On a relative level, as beings subject to
confusion or ignorance in varying degrees, we are interdependent,
impermanent, and subject to the suffering we seek to avoid. The
underlying motor of our experience is karma. Essentially, karma
refers to the fact that actions and thoughts have results; nothing
exists without a cause. This is both bad news and good
news.
It’s bad news if we choose to remain in
“head-in-the-sand” mode, because our tendency will be to relate to
happiness and pleasure or frustration and dissatisfaction as having
external causes and external solutions. We deal with them by
focusing on a prize or a culprit and reacting according to our
confused patterns: we turn on the charm, or scheme, or run away, or
fight. But as Jamgon Kongtrul explained, “what is fundamentally
true is that the experience of pain or pleasure is not so much what
is happening externally as it is what is happening internally: the
experience of pain or pleasure is mainly a state of mind. Whether
we experience the world as enlightened or confused depends on our
state of mind.”
And that’s the good news.
It’s good news because there is always the
potential for being truly aware of what’s going on and using that
to deepen our understanding. There’s always the potential for
opening our eyes and being buddha: awake.

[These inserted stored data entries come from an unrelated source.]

#[cfg(test)]
mod tests {
    use super::*;
    use chrono::{DateTime, TimeZone, Utc};
    use pretty_assertions::assert_eq;
    use uuid::Uuid;

    fn at(hour: u32, minute: u32) -> DateTime<Utc> {
        // 2026-06-01 is a Monday
        Utc.with_ymd_and_hms(2026, 6, 1, hour, minute, 0).unwrap()
    }

    fn event(email: &str, ty: EventType, occurred_at: DateTime<Utc>) -> Event {
        Event {
            id: Uuid::new_v4(),
            campaign_id: Uuid::nil(),
            tracking_id: Some(Uuid::new_v4()),
            email: Some(email.to_string()),
            event_type: ty.to_string(),
            provider_msg_id: None,
            user_agent: None,
            ip_address: None,
            country: None,
            referrer: None,
            link_url: None,
            occurred_at,
            raw: serde_json::Value::Null,
        }
    }

    fn event_ua(email: &str, ty: EventType, ua: &str, occurred_at: DateTime<Utc>) -> Event {
        let mut e = event(email, ty, occurred_at);
        e.user_agent = Some(ua.to_string());
        e
    }

    #[test]
    fn test_empty_slice_yields_default_report() {
        assert_eq!(compute_report(&[]), CampaignReport::default());
    }

    #[test]
    fn test_unique_opens_count_recipients_not_events() {
        let events = vec![
            event("a@x.com", EventType::Sent, at(8, 0)),
            event("b@x.com", EventType::Sent, at(8, 0)),
            event("c@x.com", EventType::Sent, at(8, 0)),
            event("a@x.com", EventType::Open, at(9, 0)),
            event("a@x.com", EventType::Open, at(9, 5)),
            event("b@x.com", EventType::Open, at(10, 0)),
            event("b@x.com", EventType::Open, at(11, 0)),
        ];

        let report = compute_report(&events);
        assert_eq!(report.counts.opens, 4);
        assert_eq!(report.unique_opens, 2);
        assert_eq!(report.unique_clicks, 0);
    }

    #[test]
    fn test_proxy_heuristic_flags_first_open_per_recipient() {
        let events = vec![
            event("a@x.com", EventType::Sent, at(8, 0)),
            event("b@x.com", EventType::Sent, at(8, 0)),
            // a opens twice: first is prefetch, second is human
            event("a@x.com", EventType::Open, at(8, 1)),
            event("a@x.com", EventType::Open, at(12, 0)),
            // b opens once: only a prefetch
            event("b@x.com", EventType::Open, at(8, 1)),
        ];

        let report = compute_report(&events);
        assert_eq!(report.unique_opens, 2);
        assert_eq!(report.proxy_opens.likely_prefetch_opens, 2);
        assert_eq!(report.proxy_opens.adjusted_unique_opens, 1);
    }

    #[test]
    fn test_heuristic_is_overridable() {
        fn nothing_is_prefetch(_: usize, _: &Event) -> bool {
            false
        }

        let events = vec![
            event("a@x.com", EventType::Sent, at(8, 0)),
            event("a@x.com", EventType::Open, at(8, 1)),
        ];

        let report = compute_report_with_heuristic(&events, nothing_is_prefetch);
        assert_eq!(report.proxy_opens.likely_prefetch_opens, 0);
        assert_eq!(report.proxy_opens.adjusted_unique_opens, 1);
    }

    #[test]
    fn test_engagement_tiers() {
        // 1 open + 1 click = 4 -> moderate; 2 opens + 1 click = 5 -> high
        assert_eq!(engagement_tier(1 + 3), EngagementTier::Moderate);
        assert_eq!(engagement_tier(2 + 3), EngagementTier::High);
        assert_eq!(engagement_tier(1), EngagementTier::Low);
        assert_eq!(engagement_tier(0), EngagementTier::Low);
    }

    #[test]
    fn test_recipient_segmentation() {
        let events = vec![
            event("high@x.com", EventType::Sent, at(8, 0)),
            event("mod@x.com", EventType::Sent, at(8, 0)),
            event("low@x.com", EventType::Sent, at(8, 0)),
            // high: 2 opens + 1 click = 5
            event("high@x.com", EventType::Open, at(9, 0)),
            event("high@x.com", EventType::Open, at(10, 0)),
            event("high@x.com", EventType::Click, at(10, 5)),
            // moderate: 1 open + 1 click = 4
            event("mod@x.com", EventType::Open, at(9, 0)),
            event("mod@x.com", EventType::Click, at(9, 30)),
        ];

        let report = compute_report(&events);
        assert_eq!(report.recipients.unique_recipients, 3);
        assert_eq!(report.recipients.highly_engaged.count, 1);
        assert_eq!(report.recipients.moderately_engaged.count, 1);
        assert_eq!(report.recipients.low_engaged.count, 1);
        assert_eq!(report.recipients.top_recipients[0].email, "high@x.com");
        assert_eq!(report.recipients.top_recipients[0].score, 5);
    }

    #[test]
    fn test_temporal_buckets_and_peak_hours() {
        let events = vec![
            event("a@x.com", EventType::Open, at(9, 0)),
            event("b@x.com", EventType::Open, at(9, 10)),
            event("c@x.com", EventType::Click, at(14, 0)),
        ];

        let report = compute_report(&events);
        assert_eq!(report.temporal.engagement_by_hour.len(), 24);
        assert_eq!(report.temporal.engagement_by_hour[9].opens, 2);
        assert_eq!(report.temporal.engagement_by_hour[9].engagement_score, 2);
        // Click weighs double
        assert_eq!(report.temporal.engagement_by_hour[14].engagement_score, 2);
        assert_eq!(report.temporal.peak_hours.len(), 2);
        assert_eq!(report.temporal.best_day, Some("Monday".to_string()));
    }

    #[test]
    fn test_quality_score_formula() {
        // 4 sent + 2 opens + 1 click = 7 events
        // (2*1 + 1*3 - 0*2) / 7 * 10 = 7.142 -> 7.1
        let events = vec![
            event("a@x.com", EventType::Sent, at(8, 0)),
            event("b@x.com", EventType::Sent, at(8, 0)),
            event("c@x.com", EventType::Sent, at(8, 0)),
            event("d@x.com", EventType::Sent, at(8, 0)),
            event("a@x.com", EventType::Open, at(9, 0)),
            event("b@x.com", EventType::Open, at(9, 0)),
            event("a@x.com", EventType::Click, at(9, 30)),
        ];

        let report = compute_report(&events);
        assert_eq!(report.engagement.engagement_quality_score, 7.1);
        // CTOR = 1 click / 2 opens
        assert_eq!(report.engagement.click_to_open_rate, 50.0);
    }

    #[test]
    fn test_quality_score_is_clamped() {
        // Heavy clicking would exceed 10 without the clamp
        let events = vec![
            event("a@x.com", EventType::Open, at(9, 0)),
            event("a@x.com", EventType::Click, at(9, 1)),
            event("a@x.com", EventType::Click, at(9, 2)),
        ];
        let report = compute_report(&events);
        assert_eq!(report.engagement.engagement_quality_score, 10.0);
    }

    #[test]
    fn test_response_times() {
        let events = vec![
            event("a@x.com", EventType::Sent, at(8, 0)),
            event("a@x.com", EventType::Open, at(8, 10)),
            event("a@x.com", EventType::Click, at(8, 30)),
            event("b@x.com", EventType::Sent, at(8, 0)),
            event("b@x.com", EventType::Open, at(8, 20)),
        ];

        let report = compute_report(&events);
        // (600 + 1200) / 2
        assert_eq!(report.response_times.avg_time_to_open_secs, Some(900.0));
        assert_eq!(report.response_times.avg_time_to_click_secs, Some(1800.0));
    }

    #[test]
    fn test_distributions_from_user_agents_and_country() {
        const CHROME: &str = "Mozilla/5.0 (Windows NT 10.0) Chrome/120.0 Safari/537.36";
        const IPHONE: &str = "Mozilla/5.0 (iPhone; CPU iPhone OS 17_0 like Mac OS X) Version/17.0 Mobile Safari/604.1";

        let mut a = event_ua("a@x.com", EventType::Open, CHROME, at(9, 0));
        a.country = Some("DE".to_string());
        let mut b = event_ua("b@x.com", EventType::Open, IPHONE, at(9, 5));
        b.country = Some("DE".to_string());
        let mut c = event_ua("c@x.com", EventType::Click, CHROME, at(9, 10));
        c.country = Some("FR".to_string());

        let report = compute_report(&[a, b, c]);
        assert_eq!(
            report.distributions.browsers,
            vec![
                DistributionEntry {
                    label: "Chrome".to_string(),
                    count: 2
                },
                DistributionEntry {
                    label: "Safari".to_string(),
                    count: 1
                },
            ]
        );
        assert_eq!(report.distributions.countries[0].label, "DE");
        assert_eq!(report.distributions.countries[0].count, 2);
        assert_eq!(report.distributions.devices.len(), 2);
    }

    #[test]
    fn test_distribution_overflow_bucket() {
        let mut counts = HashMap::new();
        for i in 0..12 {
            counts.insert(format!("label-{:02}", i), 12 - i as u64);
        }
        let formatted = format_distribution(counts);
        assert_eq!(formatted.len(), DISTRIBUTION_MAX_ITEMS + 1);
        assert_eq!(formatted.last().unwrap().label, "Other");
        // Two smallest entries (2 + 1) spill into the bucket
        assert_eq!(formatted.last().unwrap().count, 3);
    }

    #[test]
    fn test_report_is_deterministic() {
        let events = vec![
            event("a@x.com", EventType::Sent, at(8, 0)),
            event("b@x.com", EventType::Sent, at(8, 0)),
            event("a@x.com", EventType::Open, at(9, 0)),
            event("b@x.com", EventType::Click, at(10, 0)),
        ];

        let first = serde_json::to_value(compute_report(&events)).unwrap();
        let second = serde_json::to_value(compute_report(&events)).unwrap();
        assert_eq!(first, second);
    }
}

Furthermore,
interdependence means that good actions bring positive, happy
results for us and for others; and impermanence means that painful
situations can change for the better and that we can perceive them
differently and use them more wisely.
The Tibetan word for Buddhist, nangpa, means
“insider,” as in “those whose focus is directed inside: on the
mind, its workings and development.” The Buddha taught that true
happiness, or fulfillment, is independent of outer causes and
conditions. So for Buddhists, the pursuit of happiness involves
training in looking inward. Once we know who we really are, from
the inside out, we’re less likely to believe in the viability of
our patterns and addictions. We realize that if we’ve been in
cahoots with dissatisfaction and confusion, it’s because we haven’t
discovered our own birthright.
An oft-given analogy is that of the starving
person who is unaware of the larder in the cellar. I always imagine
an emaciated fellow in rags, too defeated or unimaginative to think
to pick at the dirt floor of the filthy hovel he’s wasting away in.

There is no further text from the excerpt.